J’ai tellement chaud que je suis prise de vertige et je perds l’équilibre en essayant de ramasser mes affaires. La sécurité m’entoure, ils ont peur qu’on invente encore une autre action. On se retrouve dans le couloir un peu sonnés. Je saisis l’Américain pour lui demander qui il est. Puis on voit Joseph Farell, Tarik Ali, Stella Morris enfermés dans la consultation room numéro 2. Le jeune garçon y est aussi assis par terre. Lorsqu’il sort j’essaye de comprendre son rôle dans cette affaire. Il me dit qu’est étudiant et fait une recherche avec Gareth Peirce. Le plus dur, l’audience du lendemain, nous attend encore.
Mais le soir, je peux me détendre, me disant qu’avec un peu de chance Vanessa Baraitser rentrera chez elle, retrouvera ce soir sa famille et pensera qu’elle s’est fait à quelques jours de Noel traiter de « wicked witch » « méchante sorcière » par un homme lucidement désespéré. Peut être qu’elle en aura assez d’endosser ce rôle et accorderait le plus beau cadeau à Julian Assange : la justice…
Nous comprenons que les médias qui présentent l’audience de demain comme le procès de la « legal team » contre l’entreprise espagnole Undercover Global accusée de violation de vie privée et de corruption ne nous disent pas qui est exactement le plaignant. Nous ne savons pas si Julian Assange est plaignant ou témoin. Le lendemain sera encore une journée intense et active, passée à arracher les informations cachées par le Cour et à essayer à tout prix d’apercevoir Julian dans le fourgon des prisonniers et dans la salle d’audience. Assurément un moment important de son procès dont nous ne savons rien avec certitude et dont les journalistes seront absents.
Vendredi 20 décembre 2019
Retour à la Westminster Magistrate Court sous une pluie battante. C’est peut être aujourd’hui le vrai procès, au contraire de la pantomime d’hier si bien caractérisée par John. Naturellement, comme dit Maitre Goscinski, il suffirait que la juge soit courageuse et ordonne par la force de loi de son indépendance l’arrêt des poursuites et la libération immédiate de Julian Assange et on pourrait lui préparer une jolie Fête de Noel familiale et chaleureuse pour son premier jour de vraie liberté. Rêvons, mais pas trop tôt. Où est passé l’indépendance de la justice en Occident ?

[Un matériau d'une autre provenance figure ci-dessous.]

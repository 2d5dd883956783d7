// Copyright (c) 2025 Steve Wagner (ciroque@live.com)
// SPDX-License-Identifier: MIT

use serde::Serialize;
use serde_json::Value;

/// Render any serializable value as two-space indented JSON.
///
/// # Example
///
/// ```rust
/// use data_processor::utils::to_pretty_json;
/// use serde_json::json;
///
/// let rendered = to_pretty_json(&json!({"output": "report.csv"})).unwrap();
/// assert_eq!(rendered, "{\n  \"output\": \"report.csv\"\n}");
/// ```
pub fn to_pretty_json<T>(data: &T) -> Result<String, serde_json::Error>
where
    T: Serialize + ?Sized,
{
    serde_json::to_string_pretty(data)
}

/// Human-readable name of a JSON value's variant.
pub fn json_type_name(value: &Value) -> &'static str {
    match value {
        Value::Null => "null",
        Value::Bool(_) => "boolean",
        Value::Number(_) => "number",
        Value::String(_) => "string",
        Value::Array(_) => "array",
        Value::Object(_) => "object",
    }
}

Ce 20 décembre, la Cour ne nous est pas hostile mais nous a préparé dissimulations et chausses trappes. A 7h15, plusieurs journalistes attendent déjà devant la porte métallique de la rue latérale par laquelle arrivent les accusés prisonniers. Ils sont sûrs de leur scoop, Julian sera là. Moi, je pense au tribunal espagnol où ce procès pour corruption n’est pas censée être secret mais tout à fait public et accessible. Il doit être possible dans ce tribunal de voir Julian Assange parlant d’ici en vidéo vers l’Espagne. Nos camarades nous rejoignent et dès 8 heures des voitures noires sortent en convois du tribunal, puis des fourgons des entreprises Serco et Geoamey. On se déchaine. A chaque fois on se dit que Julian peut être dedans. Les photographes se ruent sur les hublots des fourgons, flashent, me bousculent alors que j’essaye d’atteindre les mêmes hublots avec notre message « SOS received ». Il pleut, tout est mouillé, il y a une grosse flaque devant la porte et chaque fois qu’une voiture passe on est arrosés d’eau sale. Le troisième fourgon s’arrête dans la rue avant de tourner vers l’entrée. On se précipite. Un des journaliste me pousse tellement fort que je tombe dans le caniveau. On tambourine sur la voiture. Je colle le message sur le hublot au-dessus de ma tête, un journaliste me dit de dégager, je réponds « Non. Notre message est important aussi ». Alors je remarque que les photographes regardent leur photo après avoir shooté et voient donc la tête du détenu dans leur écran. Aucun n’est certainement Julian sinon ils seraient vite parti avec leur butin. Mon papier est tellement mouillé qu’il colle à la vitre du fourgon. Je réfléchis si je ne dois pas le laisser là entrer dans le tribunal avec la voiture. Car alors peut être que le message va rester et Julian pourra le voir, ou quelqu’un lui donnera le message…Justement une des gardiennes actionne la porte qui remonte comme un store. Elle nous parle, nous dit qu’elle l’a vu, qu’elle l’aime bien… On entre directement dans le tunnel discuter avec elle, on est donc à l’intérieur du tribunal. Les agents de sécurité privée ne lui sont pas hostiles, ils et elles doivent juste gagner de quoi vivre.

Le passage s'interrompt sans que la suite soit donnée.